TVA, TVPPA report to Public Service Commission

A Wednesday, Jan. 31 public meeting [work session] held in Jackson by the Public Service Commission combed through reports by the Tennessee Valley Authority and Tennessee Public Power Association on the condition of the Holly Springs Utility Department’s electric system.

The reports have been published previously in The South Reporter. See dates of these issues at the end of this article.

During the public hearing, TVA reported HSUD’s shortcomings on the financial reporting by the company and other concerns of TVA, including management. TVPPA reported its findings of safety and management of the utility’s infrastructure - vegetation, lines, substations, and lack of professional staffing to maintain the upkeep and safety of the transmission system overall.

Those present and participating in the hearing included:

• Commissioners De´Keither A. Stamps, of the Central District; Chris Brown, Northern District; and Wayne Carr, Southern District.

• Melanie Farrell, TVA vice president, external strategy and regulatory oversight.

• Doug Peters, president and CEO of TVPPA.

• District 5 Rep. John Faulkner.

• Tom Suggs, engineer with 25 years at Middle Tennessee Electric and 13 years in Mississippi, and a Mississippi State graduate.

• Scott Hendrix, CEO, Tombigbee Electric.

• District 3 Sen. Kathy Chism.

Brown said the hearing was just to point out the facts.

“We are all partners…united to try to provide the best service we can to our communities,” he said.

Farrell said TVA, in its regulatory capacity, works with local power companies to ensure the financial health, service practice and management of electric systems operations, leaving local power companies (LPC’s) to make decisions for its customers.

TVA sets wholesale power rates, monitors LPC’s financial and accounting, and ensures ratepayers are provided safe, reliable and resilient power.

The City of Holly Springs owns HSUD and the mayor and board of aldermen oversee the company’s system, finances and operations.

In reviewing prior years of performance at HSUD, Farrell said the utility was in and out of TVA’s regulatory compliance for years 2012- 2019, resolved compliance issues in 2020, then was cited for delinquent reporting beginning in 2021 failing to turn in the external audit report for fiscal year 2021.

A weather event in April 2022 caused significant damage to HSUD’s system and TVA initiated a review of HSUD’s storm response due to a record number of customer complaints about outages.

In 2023, HSUD experienced a weather event causing significant damage to HSUD and the Mississippi Emergency Management Authority stepped in.

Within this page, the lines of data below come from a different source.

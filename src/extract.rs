//! Extraction pipeline
//!
//! Runs the stages for one source text, one file, or a batch of files. Each
//! file gets its own scope tree and document set; in a batch every file
//! yields its own result, so a failure never affects the others.

use rayon::prelude::*;
use serde::Serialize;
use std::path::{Path, PathBuf};

use crate::config::Settings;
use crate::error::{ExtractError, ExtractResult, ParseError, ParseResult};
use crate::parsing::{
    DeclarationEvent, Diagnostic, DocNode, Document, DocumentScope, DocumentSet, OrganizeOptions,
    ScopeTree, TagRegistry, default_registry, locate, organize, parse_document, scan,
    trim_comment,
};
use crate::syntax::{JavaScriptSyntax, RawComment};
use crate::types::ScopeId;

/// Per-run extraction options
#[derive(Debug, Clone, PartialEq)]
pub struct ParseOptions {
    /// Module id; the root is named after it with a trailing `.js` removed
    pub id: Option<String>,
    pub tab_width: usize,
    pub strict_syntax: bool,
    pub report_orphans: bool,
    /// Extensions accepted by the file-level API, empty accepts everything
    pub extensions: Vec<String>,
}

impl Default for ParseOptions {
    fn default() -> Self {
        Self::from_settings(&Settings::default())
    }
}

impl ParseOptions {
    pub fn from_settings(settings: &Settings) -> Self {
        Self {
            id: None,
            tab_width: settings.tab_width,
            strict_syntax: settings.parsing.strict_syntax,
            report_orphans: settings.parsing.report_orphans,
            extensions: settings.extensions.clone(),
        }
    }

    pub fn with_id(mut self, id: impl Into<String>) -> Self {
        self.id = Some(id.into());
        self
    }

    fn accepts(&self, path: &Path) -> bool {
        if self.extensions.is_empty() {
            return true;
        }
        path.extension()
            .and_then(|ext| ext.to_str())
            .is_some_and(|ext| self.extensions.iter().any(|known| known == ext))
    }
}

/// The document tree of one module plus file-level diagnostics
#[derive(Debug, Clone, Serialize)]
pub struct ExtractOutput {
    pub tree: DocNode,
    /// Scanner gaps and recovered syntax errors
    pub diagnostics: Vec<Diagnostic>,
}

/// Name of the module scope for a module id
pub fn module_name(id: &str) -> &str {
    id.strip_suffix(".js").unwrap_or(id)
}

/// Reusable extractor; owns one tree-sitter parser
pub struct DocExtractor {
    syntax: JavaScriptSyntax,
    registry: TagRegistry,
}

impl DocExtractor {
    pub fn new() -> ParseResult<Self> {
        Self::with_registry(default_registry().clone())
    }

    pub fn with_registry(registry: TagRegistry) -> ParseResult<Self> {
        Ok(Self {
            syntax: JavaScriptSyntax::new()?,
            registry,
        })
    }

    /// Extract the document tree of one module's source text
    pub fn parse_module(&mut self, code: &str, options: &ParseOptions) -> ParseResult<ExtractOutput> {
        self.parse_module_in(code, &mut ScopeTree::new(), options)
    }

    /// Extract one module into a caller-supplied scope tree.
    ///
    /// Names already in `tree` resolve like declarations of the module, so a
    /// tree shared across calls or seeded with globals links documentation
    /// between them. Only documents from this call appear in the output.
    pub fn parse_module_in(
        &mut self,
        code: &str,
        tree: &mut ScopeTree,
        options: &ParseOptions,
    ) -> ParseResult<ExtractOutput> {
        let file = self.syntax.parse(code)?;
        let mut diagnostics = Vec::new();

        if let Some(range) = file.first_error.filter(|_| file.has_errors) {
            if options.strict_syntax {
                return Err(ParseError::SyntaxError {
                    line: range.start_line,
                    column: range.start_column,
                    reason: "unexpected or missing token".to_string(),
                });
            }
            tracing::debug!(
                "[extract] recovered from syntax error at line {}",
                range.start_line
            );
            diagnostics.push(Diagnostic::new(range, "Syntax error, extracted from the recovered tree"));
        }

        tree.clear_documents();
        let module = match options.id.as_deref() {
            Some(id) => {
                let root = tree.root();
                tree.lookup_or_create(root, Some(module_name(id)), None)
            }
            None => tree.root(),
        };

        let scanned = scan(&file.program, tree, module);
        diagnostics.extend(scanned.diagnostics);

        let documents = self.dispatch(&file.comments, &scanned.events, tree, module, options);

        let doc_tree = organize(
            tree,
            module,
            &documents,
            &OrganizeOptions {
                id: options.id.as_deref(),
                report_orphans: options.report_orphans,
            },
        );

        tracing::debug!(
            "[extract] {} declarations, {} documents, {} orphans",
            scanned.events.len(),
            documents.len(),
            documents.orphans().len()
        );

        Ok(ExtractOutput {
            tree: doc_tree,
            diagnostics,
        })
    }

    fn dispatch(
        &self,
        comments: &[RawComment],
        events: &[DeclarationEvent],
        tree: &mut ScopeTree,
        module: ScopeId,
        options: &ParseOptions,
    ) -> DocumentSet {
        let mut documents = DocumentSet::new();

        for located in locate(comments, events) {
            let text = trim_comment(
                &located.comment.text,
                &located.comment.prefix,
                options.tab_width,
            );
            let mut document = Document::new(located.line());
            let after = located.after.map(|index| events[index].scope);

            let binding = parse_document(
                &text,
                &mut document,
                DocumentScope {
                    tree: &mut *tree,
                    module,
                    after,
                },
                &self.registry,
            );
            documents.insert(document, binding, tree);
        }

        documents
    }

    /// Read and extract one file.
    ///
    /// Without an explicit id the file name becomes the module id.
    pub fn parse_file(&mut self, path: &Path, options: &ParseOptions) -> ExtractResult<ExtractOutput> {
        if !options.accepts(path) {
            return Err(ExtractError::UnsupportedFileType {
                path: path.to_path_buf(),
                extension: path
                    .extension()
                    .map(|ext| ext.to_string_lossy().into_owned())
                    .unwrap_or_default(),
                supported: options.extensions.join(", "),
            });
        }

        let code = std::fs::read_to_string(path).map_err(|source| ExtractError::FileRead {
            path: path.to_path_buf(),
            source,
        })?;

        let options = match &options.id {
            Some(_) => options.clone(),
            None => {
                let id = path
                    .file_name()
                    .map(|name| name.to_string_lossy().into_owned());
                ParseOptions {
                    id,
                    ..options.clone()
                }
            }
        };

        self.parse_module(&code, &options)
            .map_err(|source| ExtractError::Parse {
                path: path.to_path_buf(),
                source,
            })
    }
}

/// Extract one module with the default tag registry
pub fn parse_module(code: &str, options: &ParseOptions) -> ParseResult<ExtractOutput> {
    DocExtractor::new()?.parse_module(code, options)
}

/// Extract many files in parallel, one parser per worker thread.
///
/// Results come back in input order. `options.id` is ignored so each file is
/// named after itself.
pub fn parse_files(
    paths: &[PathBuf],
    options: &ParseOptions,
    registry: &TagRegistry,
) -> Vec<(PathBuf, ExtractResult<ExtractOutput>)> {
    let options = ParseOptions {
        id: None,
        ..options.clone()
    };

    paths
        .par_iter()
        .map_init(
            || DocExtractor::with_registry(registry.clone()),
            |extractor, path| {
                let result = match extractor {
                    Ok(extractor) => extractor.parse_file(path, &options),
                    Err(err) => Err(ExtractError::Parse {
                        path: path.clone(),
                        source: ParseError::ParserInit {
                            language: "JavaScript".to_string(),
                            reason: err.to_string(),
                        },
                    }),
                };
                (path.clone(), result)
            },
        )
        .collect()
}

TVA issued a storm review report to the City of Holly Springs in March 2023 and initiated a full financial compliance assessment of HSUD.

In August 2023, TVA shared a completed compliance assessment with City leadership. TVPPA completed a system assessment in September and October. In 2023, TVA hired an accountant to assist HSUD with delinquent reporting.

Widespread outages following a series of storms in 2022 prompted TVA to provide a Storm Recovery Report to the City, which included a list of 11 factors contributing to prolonged outages and 14 recommendations for improvement.

TVA urged the City to hire a professional general manager with electric system knowledge, create a storm recovery policy, and address long-standing issues with advanced metering infrastructure (AMI).

Farrell said TVA is very concerned the general manager’s position has been vacant for more than a year.

“Our efforts with HSUD have been largely unaccepted,” she said.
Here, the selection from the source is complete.